What does autism mean to you?
If you hear the word ‘autism’, what is the first image that springs to mind? That will depend on your exposure, won’t it.
I was in my 50s when I was diagnosed in 2023. Autism or signs of autism start to show from around 2 years old, but when I was that age, autism was viewed very differently. PubMed is a database of clinical publications and research. Clinical journals from as ‘late’ as 1978, the year that I started in senior school, were still using words phrases like ‘severely dsyfunctional’ or ‘retarded’. Yet, in primary school, where we were streamed according to academic ability, I was in the top set. When I started in my primary school, I remember being tested for my reading ability at age 8. The school used a series called “Through the Rainbow”. At age 8, I was on to the top books in the range, the Silver and Gold readers, which were not to be taken home as the child was believed to be advanced enough to not need practice.

So, how did that equate with words like ‘retarded’? Quite clearly, it did not, particularly considering that I passed my 11+ test at the age of 10, and started senior school a year early, one of five girls in my year.
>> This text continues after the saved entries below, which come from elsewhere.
//! Proposal and request shapes

use pagepilot_core_types::{FrameIndex, NodeId};
use serde::{Deserialize, Serialize};
use serde_json::Value;

/// Closed action method enumeration. Unknown wire variants are rejected
/// outright rather than interpreted best-effort.
#[derive(Clone, Copy, Debug, Eq, PartialEq, Hash, Serialize, Deserialize)]
#[serde(rename_all = "camelCase")]
pub enum ActionMethod {
    Click,
    Fill,
    Type,
    SelectOption,
    Scroll,
    Press,
    Hover,
}

impl ActionMethod {
    /// Required argument count, per the method arity table.
    pub fn arity(&self) -> usize {
        match self {
            ActionMethod::Click | ActionMethod::Hover => 0,
            ActionMethod::Fill
            | ActionMethod::Type
            | ActionMethod::SelectOption
            | ActionMethod::Scroll
            | ActionMethod::Press => 1,
        }
    }

    pub fn name(&self) -> &'static str {
        match self {
            ActionMethod::Click => "click",
            ActionMethod::Fill => "fill",
            ActionMethod::Type => "type",
            ActionMethod::SelectOption => "selectOption",
            ActionMethod::Scroll => "scroll",
            ActionMethod::Press => "press",
            ActionMethod::Hover => "hover",
        }
    }
}

/// A validated structured action: target node, human-readable justification,
/// method, and its method-specific string arguments.
#[derive(Clone, Debug, PartialEq, Serialize, Deserialize)]
#[serde(rename_all = "camelCase")]
pub struct ActionProposal {
    pub target_node_id: NodeId,
    #[serde(default)]
    pub description: String,
    pub method: ActionMethod,
    #[serde(default)]
    pub arguments: Vec<String>,
}

/// Outbound request for action planning: the instruction plus the indexed
/// tree summary.
#[derive(Clone, Debug, Serialize, Deserialize)]
#[serde(rename_all = "camelCase")]
pub struct ProposeRequest {
    pub instruction: String,
    pub indexed_tree_summary: String,
    pub frame: FrameIndex,
}

/// Outbound request for structured extraction: the instruction, page
/// content, and a hint describing the expected result shape.
#[derive(Clone, Debug, Serialize, Deserialize)]
#[serde(rename_all = "camelCase")]
pub struct ExtractRequest {
    pub instruction: String,
    pub indexed_tree_summary: String,
    pub schema_hint: Value,
}
use std::process::Command;

fn main() {
    let build_date = chrono::Utc::now().format("%Y-%m-%d").to_string();
    println!("cargo:rustc-env=BUILD_DATE={}", build_date);

    let git_hash = get_git_hash().unwrap_or_else(|| "unknown".to_string());
    println!("cargo:rustc-env=GIT_HASH={}", git_hash);

    println!("cargo:rerun-if-changed=.git/HEAD");
}

fn get_git_hash() -> Option<String> {
    Command::new("git")
        .args(["rev-parse", "--short", "HEAD"])
        .output()
        .ok()
        .and_then(|output| {
            if output.status.success() {
                Some(String::from_utf8_lossy(&output.stdout).trim().to_string())
            } else {
                None
            }
        })
}
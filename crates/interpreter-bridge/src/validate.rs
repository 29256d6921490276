//! Local validation of interpreter responses

use pagepilot_core_types::{AutomationError, NodeId};
use serde_json::Value;
use tracing::debug;

use crate::model::{ActionMethod, ActionProposal};

fn invalid(reason: impl Into<String>, payload: &Value) -> AutomationError {
    AutomationError::InvalidProposal {
        reason: reason.into(),
        payload: payload.clone(),
    }
}

/// Validate a single raw proposal object against the closed method
/// enumeration and the arity table. The payload is carried in the error for
/// diagnostics; nothing is coerced or guessed.
pub fn validate_proposal(raw: &Value) -> Result<ActionProposal, AutomationError> {
    let object = raw
        .as_object()
        .ok_or_else(|| invalid("proposal is not a JSON object", raw))?;

    let method_value = object
        .get("method")
        .ok_or_else(|| invalid("proposal is missing 'method'", raw))?;
    let method_name = method_value
        .as_str()
        .ok_or_else(|| invalid("'method' is not a string", raw))?;
    let method: ActionMethod = serde_json::from_value(Value::String(method_name.to_string()))
        .map_err(|_| invalid(format!("unknown method '{method_name}'"), raw))?;

    let target = object
        .get("targetNodeId")
        .ok_or_else(|| invalid("proposal is missing 'targetNodeId'", raw))?;
    let target = target
        .as_str()
        .ok_or_else(|| invalid("'targetNodeId' is not a string", raw))?;
    let target_node_id: NodeId = target
        .parse()
        .map_err(|err: String| invalid(err, raw))?;

    let description = match object.get("description") {
        None => String::new(),
        Some(Value::String(text)) => text.clone(),
        Some(_) => return Err(invalid("'description' is not a string", raw)),
    };

    let arguments = match object.get("arguments") {
        None => Vec::new(),
        Some(Value::Array(items)) => {
            let mut arguments = Vec::with_capacity(items.len());
            for (pos, item) in items.iter().enumerate() {
                match item {
                    Value::String(text) => arguments.push(text.clone()),
                    _ => return Err(invalid(format!("argument {pos} is not a string"), raw)),
                }
            }
            arguments
        }
        Some(_) => return Err(invalid("'arguments' is not an array", raw)),
    };

    if arguments.len() != method.arity() {
        return Err(invalid(
            format!(
                "method '{}' takes {} argument(s), got {}",
                method.name(),
                method.arity(),
                arguments.len()
            ),
            raw,
        ));
    }

    debug!(method = method.name(), target = %target_node_id, "validated proposal");
    Ok(ActionProposal {
        target_node_id,
        description,
        method,
        arguments,
    })
}

/// Validate an observe-style response: either one proposal object or an
/// ordered array of them. An empty array is a contract violation.
pub fn validate_proposals(raw: &Value) -> Result<Vec<ActionProposal>, AutomationError> {
    match raw {
        Value::Array(items) => {
            if items.is_empty() {
                return Err(invalid("interpreter returned no proposals", raw));
            }
            items.iter().map(validate_proposal).collect()
        }
        _ => Ok(vec![validate_proposal(raw)?]),
    }
}
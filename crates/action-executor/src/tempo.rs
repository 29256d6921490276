//! Keystroke cadence for the type method
//!
//! Per-character delays drawn uniformly from a bounded range, so typed input
//! looks like human cadence to sites that gate on input-event timing
//! (anti-bot heuristics, autosuggest triggers, onInput side effects).

use std::ops::RangeInclusive;
use std::time::Duration;

use rand::Rng;

/// One planned key stroke.
#[derive(Clone, Debug)]
pub struct TypingStep {
    pub ch: char,
    pub delay: Duration,
}

/// Full typing plan for one text argument.
#[derive(Clone, Debug, Default)]
pub struct TypingPlan {
    pub steps: Vec<TypingStep>,
}

impl TypingPlan {
    pub fn total_delay(&self) -> Duration {
        self.steps.iter().map(|step| step.delay).sum()
    }
}

/// Build a plan with one step per character and a randomized delay within
/// `bounds` (milliseconds) before each stroke.
pub fn build_plan<R: Rng>(text: &str, bounds: &RangeInclusive<u64>, rng: &mut R) -> TypingPlan {
    let steps = text
        .chars()
        .map(|ch| TypingStep {
            ch,
            delay: Duration::from_millis(rng.gen_range(bounds.clone())),
        })
        .collect();
    TypingPlan { steps }
}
From age 12, I had a list on my bedroom wall of what was required to be a solicitor. My parents had decided that would be my career. I was a good girl, quiet and studious, and quite different to my ‘bold as brass’ sister. I didn’t question that path. I didn’t question when we ‘chose’ our O levels, which leant heavily on Arts, with no s wince whatsoever. My A-levels were chosen from that same list. I remember I was sitting in the barbecue area of the pub car park, when I opened the results envelope, knowing I needed two Bs and one C to study Law at Leicester.
Well, I didn’t go to Leicester.
I recall feeling that I had disappointed my parents in a big way, and that it was my fault. Can you imagine what it feels like to sit down for a History exam and be unable to remember a single date?
Of course now, we would refer to this as burnout. But back then?

Back then, it wasn’t called burnout, not for me. My mother suggested a secretarial course, as there would always be a need for secretaries. How things have changed.
One year later, one Linguist Secretarial course later, and I was ready to enter the workplace at the Faculty of Classics in Cambridge.